* [AIM OF THE EXERCISE]: Please find all lines containing "Some" in the listing below and copy them.

* [SUPPLIED INFORMATION]:
*-*-*

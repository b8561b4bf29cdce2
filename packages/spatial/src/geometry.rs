//! Pure geometry primitives over WGS84 longitude/latitude degrees.
//!
//! Distances use a spherical-earth (haversine) model, which is accurate to
//! well under a percent at the county scale this engine works at.

use geo::{Closest, ClosestPoint, Contains, Distance, Haversine, LineString, MultiPolygon, Point};
use hazard_map_hazard_models::Coordinate;

/// Meters in one statute mile.
pub const METERS_PER_MILE: f64 = 1_609.344;

/// Converts a [`Coordinate`] into a `geo` point (`x` = longitude).
#[must_use]
pub fn to_point(coordinate: Coordinate) -> Point<f64> {
    Point::new(coordinate.longitude, coordinate.latitude)
}

/// Whether `point` lies inside any part of `polygon`.
///
/// Holes are respected. A point exactly on an exterior or interior ring is
/// treated as outside.
#[must_use]
pub fn point_in_polygon(point: &Point<f64>, polygon: &MultiPolygon<f64>) -> bool {
    polygon.contains(point)
}

/// Great-circle distance between two points in miles.
#[must_use]
pub fn distance_miles(a: Point<f64>, b: Point<f64>) -> f64 {
    Haversine.distance(a, b) / METERS_PER_MILE
}

/// Finds the point on `polyline` closest to `point` and its distance in
/// miles.
///
/// Each segment is projected onto in degree space, then candidates are
/// compared by great-circle distance. Zero-length segments contribute their
/// start vertex. Returns `None` when the polyline has no segments (fewer
/// than two vertices) or every candidate distance is non-finite.
#[must_use]
pub fn nearest_point_on_polyline(
    point: &Point<f64>,
    polyline: &LineString<f64>,
) -> Option<(Point<f64>, f64)> {
    let mut best: Option<(Point<f64>, f64)> = None;

    for segment in polyline.lines() {
        let candidate = match segment.closest_point(point) {
            Closest::Intersection(p) | Closest::SinglePoint(p) => p,
            Closest::Indeterminate => Point::from(segment.start),
        };

        let distance = distance_miles(*point, candidate);
        if !distance.is_finite() {
            continue;
        }

        match best {
            Some((_, best_distance)) if best_distance <= distance => {}
            _ => best = Some((candidate, distance)),
        }
    }

    best
}

#[cfg(test)]
mod tests {
    use super::*;
    use geo::{Coord, Polygon, polygon};

    fn square(min_x: f64, min_y: f64, size: f64) -> Polygon<f64> {
        polygon![
            (x: min_x, y: min_y),
            (x: min_x + size, y: min_y),
            (x: min_x + size, y: min_y + size),
            (x: min_x, y: min_y + size),
            (x: min_x, y: min_y),
        ]
    }

    #[test]
    fn contains_point_in_any_part() {
        let parts = MultiPolygon(vec![square(-120.0, 34.0, 1.0), square(-118.0, 34.0, 1.0)]);

        assert!(point_in_polygon(&Point::new(-119.5, 34.5), &parts));
        assert!(point_in_polygon(&Point::new(-117.5, 34.5), &parts));
        assert!(!point_in_polygon(&Point::new(-118.5, 34.5), &parts));
        assert!(!point_in_polygon(&Point::new(-119.5, 36.0), &parts));
    }

    #[test]
    fn excludes_points_in_holes() {
        let exterior = LineString::from(vec![
            (-120.0, 34.0),
            (-116.0, 34.0),
            (-116.0, 38.0),
            (-120.0, 38.0),
            (-120.0, 34.0),
        ]);
        let hole = LineString::from(vec![
            (-119.0, 35.0),
            (-117.0, 35.0),
            (-117.0, 37.0),
            (-119.0, 37.0),
            (-119.0, 35.0),
        ]);
        let donut = MultiPolygon(vec![Polygon::new(exterior, vec![hole])]);

        assert!(!point_in_polygon(&Point::new(-118.0, 36.0), &donut));
        assert!(point_in_polygon(&Point::new(-119.5, 36.0), &donut));
    }

    #[test]
    fn one_degree_of_latitude() {
        let d = distance_miles(Point::new(0.0, 0.0), Point::new(0.0, 1.0));
        assert!((d - 69.1).abs() < 0.1, "got {d}");
    }

    #[test]
    fn los_angeles_to_san_francisco() {
        let la = Point::new(-118.2437, 34.0522);
        let sf = Point::new(-122.4194, 37.7749);
        let d = distance_miles(la, sf);
        assert!((340.0..355.0).contains(&d), "got {d}");
        assert!((d - distance_miles(sf, la)).abs() < 1e-9);
    }

    #[test]
    fn zero_distance_to_self() {
        let p = Point::new(-121.5, 38.5);
        assert!(distance_miles(p, p).abs() < f64::EPSILON);
    }

    #[test]
    fn projects_onto_segment_interior() {
        let line = LineString::from(vec![(-118.0, 34.0), (-117.0, 34.0)]);
        let (closest, distance) =
            nearest_point_on_polyline(&Point::new(-117.5, 34.1), &line).unwrap();

        assert!((closest.x() + 117.5).abs() < 1e-9);
        assert!((closest.y() - 34.0).abs() < 1e-9);
        assert!((distance - 6.9).abs() < 0.1, "got {distance}");
    }

    #[test]
    fn clamps_to_endpoint() {
        let line = LineString::from(vec![(-118.0, 34.0), (-117.0, 34.0)]);
        let (closest, _) = nearest_point_on_polyline(&Point::new(-116.0, 34.0), &line).unwrap();
        assert_eq!(closest.0, Coord { x: -117.0, y: 34.0 });
    }

    #[test]
    fn picks_global_minimum_across_segments() {
        let line = LineString::from(vec![(-120.0, 34.0), (-119.0, 34.0), (-119.0, 36.0)]);
        let (closest, _) = nearest_point_on_polyline(&Point::new(-118.9, 35.5), &line).unwrap();
        assert!((closest.x() + 119.0).abs() < 1e-9);
        assert!((closest.y() - 35.5).abs() < 1e-9);
    }

    #[test]
    fn zero_length_segment_uses_vertex() {
        let line = LineString::from(vec![(-118.0, 34.0), (-118.0, 34.0)]);
        let (closest, distance) =
            nearest_point_on_polyline(&Point::new(-118.0, 34.5), &line).unwrap();

        assert_eq!(closest.0, Coord { x: -118.0, y: 34.0 });
        assert!((distance - 34.5).abs() < 0.1, "got {distance}");
    }

    #[test]
    fn no_segments_yields_none() {
        let single = LineString::from(vec![(-118.0, 34.0)]);
        assert!(nearest_point_on_polyline(&Point::new(-118.0, 34.5), &single).is_none());

        let empty: LineString<f64> = LineString::new(vec![]);
        assert!(nearest_point_on_polyline(&Point::new(-118.0, 34.5), &empty).is_none());
    }

    #[test]
    fn non_finite_query_yields_none() {
        let line = LineString::from(vec![(-118.0, 34.0), (-117.0, 34.0)]);
        assert!(nearest_point_on_polyline(&Point::new(f64::NAN, 34.0), &line).is_none());
    }

    #[test]
    fn coordinate_maps_longitude_to_x() {
        let p = to_point(Coordinate::new(-118.2, 34.0));
        assert!((p.x() + 118.2).abs() < f64::EPSILON);
        assert!((p.y() - 34.0).abs() < f64::EPSILON);
    }
}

*-*-*

* [ANSWER FOR THIS EXERCISE]:
            Some((_, best_distance)) if best_distance <= distance => {}
            _ => best = Some((candidate, distance)),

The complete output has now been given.